In addition, bent axle has eccentric part with 2 corresponding positions of compressing member.Produce resiliently deformable in order to be suppressed on the jack shaft of being located at the bent axle between these eccentric parts, preferably make as interconnect bent axle eccentric part part jack shaft the diameter of axle, liken to into the diameter of axle with the front end axle rightabout front end of motor bent axle big.

And then preferably, the scope of the cone angle of above-mentioned through hole sectional shape is 10 degree≤α≤30 degree.

In order to realize another object of the present invention, in with the air conditioner of rotary compound compressor as a composed component of refrigerant cycle, be arranged on the intermediate clapboard between 2 compressing members of rotary compound compressor, have and pass the through hole that bent axle is used, and this through hole be slightly round table-like.

Description of drawings

Fig. 1 is the longitudinal section of the compressor of the embodiment of the invention.

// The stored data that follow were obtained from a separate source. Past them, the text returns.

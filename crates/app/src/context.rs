//! App Context

use std::sync::Arc;

use thiserror::Error;

use crate::{
    auth::{AuthService, PgAuthService},
    database::{self, Db},
    domain::{
        carts::{CartsService, PgCartsService},
        categories::{CategoriesService, PgCategoriesService},
        orders::{OrdersService, PgOrdersService},
        products::{PgProductsService, ProductsService},
        reviews::{PgReviewsService, ReviewsService},
        rides::{PgRidesService, RidesService},
        users::{PgUsersService, UsersService},
    },
};

#[derive(Debug, Error)]
pub enum AppInitError {
    #[error("failed to connect to database")]
    Database(#[source] sqlx::Error),

    #[error("failed to apply database migrations")]
    Migrate(#[source] sqlx::migrate::MigrateError),
}

#[derive(Clone)]
pub struct AppContext {
    pub auth: Arc<dyn AuthService>,
    pub users: Arc<dyn UsersService>,
    pub products: Arc<dyn ProductsService>,
    pub categories: Arc<dyn CategoriesService>,
    pub carts: Arc<dyn CartsService>,
    pub orders: Arc<dyn OrdersService>,
    pub reviews: Arc<dyn ReviewsService>,
    pub rides: Arc<dyn RidesService>,
}

impl AppContext {
    /// Build application context from a database URL, applying pending migrations.
    ///
    /// # Errors
    ///
    /// Returns an error when establishing a database connection or migrating fails.
    pub async fn from_database_url(
        url: &str,
        max_connections: u32,
    ) -> Result<Self, AppInitError> {
        let pool = database::connect_pool(url, max_connections)
            .await
            .map_err(AppInitError::Database)?;

        database::migrate(&pool)
            .await
            .map_err(AppInitError::Migrate)?;

        let db = Db::new(pool.clone());

        Ok(Self {
            auth: Arc::new(PgAuthService::new(pool)),
            users: Arc::new(PgUsersService::new(db.clone())),
            products: Arc::new(PgProductsService::new(db.clone())),
            categories: Arc::new(PgCategoriesService::new(db.clone())),
            carts: Arc::new(PgCartsService::new(db.clone())),
            orders: Arc::new(PgOrdersService::new(db.clone())),
            reviews: Arc::new(PgReviewsService::new(db.clone())),
            rides: Arc::new(PgRidesService::new(db)),
        })
    }
}
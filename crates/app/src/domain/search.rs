//! Substring search helpers.

/// Wraps a user-supplied substring as an `ILIKE` pattern, escaping its wildcards.
pub(crate) fn contains_pattern(needle: &str) -> String {
    let mut pattern = String::with_capacity(needle.len() + 2);

    pattern.push('%');

    for ch in needle.chars() {
        if matches!(ch, '%' | '_' | '\\') {
            pattern.push('\\');
        }

        pattern.push(ch);
    }

    pattern.push('%');

    pattern
}
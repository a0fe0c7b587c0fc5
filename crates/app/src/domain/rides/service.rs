//! Rides service.

use async_trait::async_trait;
use jiff::{Timestamp, civil::Date, tz::TimeZone};
use mockall::automock;

use crate::{
    database::Db,
    domain::rides::{
        data::{MAX_SEATS, MIN_LABEL_LENGTH, NewRide, RideQuery},
        errors::RidesServiceError,
        records::RideRecord,
        repository::PgRidesRepository,
    },
};

#[derive(Debug, Clone)]
pub struct PgRidesService {
    db: Db,
    repository: PgRidesRepository,
}

impl PgRidesService {
    #[must_use]
    pub fn new(db: Db) -> Self {
        Self {
            db,
            repository: PgRidesRepository::new(),
        }
    }
}

/// Start of the given UTC day and of the day after it.
fn utc_day_bounds(date: Date) -> Result<(Timestamp, Timestamp), RidesServiceError> {
    let start = date
        .to_zoned(TimeZone::UTC)
        .map_err(RidesServiceError::InvalidDate)?;

    let end = start.tomorrow().map_err(RidesServiceError::InvalidDate)?;

    Ok((start.timestamp(), end.timestamp()))
}

fn validate_label(field: &'static str, value: String) -> Result<String, RidesServiceError> {
    let value = value.trim().to_string();

    if value.chars().count() < MIN_LABEL_LENGTH {
        return Err(RidesServiceError::LabelTooShort(field));
    }

    Ok(value)
}

#[async_trait]
impl RidesService for PgRidesService {
    async fn list_rides(&self, query: RideQuery) -> Result<Vec<RideRecord>, RidesServiceError> {
        let (from, until) = match query.date {
            Some(date) => {
                let (start, end) = utc_day_bounds(date)?;

                (Some(start), Some(end))
            }
            None => (None, None),
        };

        let to = query.to.as_deref().map(str::trim).filter(|to| !to.is_empty());

        let mut tx = self.db.begin_transaction().await?;

        let rides = self.repository.list_rides(&mut tx, to, from, until).await?;

        tx.commit().await?;

        Ok(rides)
    }

    async fn create_ride(&self, ride: NewRide) -> Result<RideRecord, RidesServiceError> {
        if !(1..=MAX_SEATS).contains(&ride.total_seats) {
            return Err(RidesServiceError::InvalidSeats(ride.total_seats));
        }

        let ride = NewRide {
            from_location: validate_label("from location", ride.from_location)?,
            to_location: validate_label("to location", ride.to_location)?,
            vehicle_type: validate_label("vehicle type", ride.vehicle_type)?,
            ..ride
        };

        let mut tx = self.db.begin_transaction().await?;

        let created = self.repository.create_ride(&mut tx, ride).await?;

        tx.commit().await?;

        Ok(created)
    }
}

#[automock]
#[async_trait]
pub trait RidesService: Send + Sync {
    /// Active rides matching the query, soonest departure first.
    async fn list_rides(&self, query: RideQuery) -> Result<Vec<RideRecord>, RidesServiceError>;

    /// Offers a ride with every seat available.
    async fn create_ride(&self, ride: NewRide) -> Result<RideRecord, RidesServiceError>;
}
//! Storefront Domain Concerns

pub(crate) mod amounts;
pub mod carts;
pub mod categories;
pub mod orders;
pub mod pagination;
pub mod products;
pub mod reviews;
pub mod rides;
pub(crate) mod search;
pub mod users;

Fig. 2 is the longitudinal section of the intermediate clapboard of one embodiment of the invention.

Fig. 3 is the plan view of the bent axle of the embodiment of the invention.

Fig. 4 is the A-A sectional view of Fig. 3.

Fig. 5 be the expression present embodiment compressor the 1st the step sequence partial enlarged drawing.

Fig. 6 be the expression present embodiment compressor the 2nd the step sequence partial enlarged drawing.

Fig. 7 be the expression present embodiment compressor the 3rd the step sequence partial enlarged drawing.

Fig. 8 is the schematic representation that concerns of the cone angle of expression present embodiment compressor and overall adiabatic efficiency.

Fig. 9 is the partial enlarged drawing of the compressor of application examples 1 of the present invention.

Figure 10 is the longitudinal section of the intermediate clapboard of application examples 2 of the present invention.

Figure 11 is the loop structure figure of the air conditioner of present embodiment.

Figure 12 is the loop structure figure of existing air conditioner.

Figure 13 is the mollier diagram of the air conditioner of present embodiment.

Figure 14 is the longitudinal section of existing compressor.

Figure 15 is the plan view of the bent axle of existing compressor.

Figure 16 is the part ssembly drawing of existing compressor.

Figure 17 is the A-A sectional view of Figure 15 of existing compressor.

Figure 18 is the A-A sectional view of Figure 15 of the application examples of existing compressor.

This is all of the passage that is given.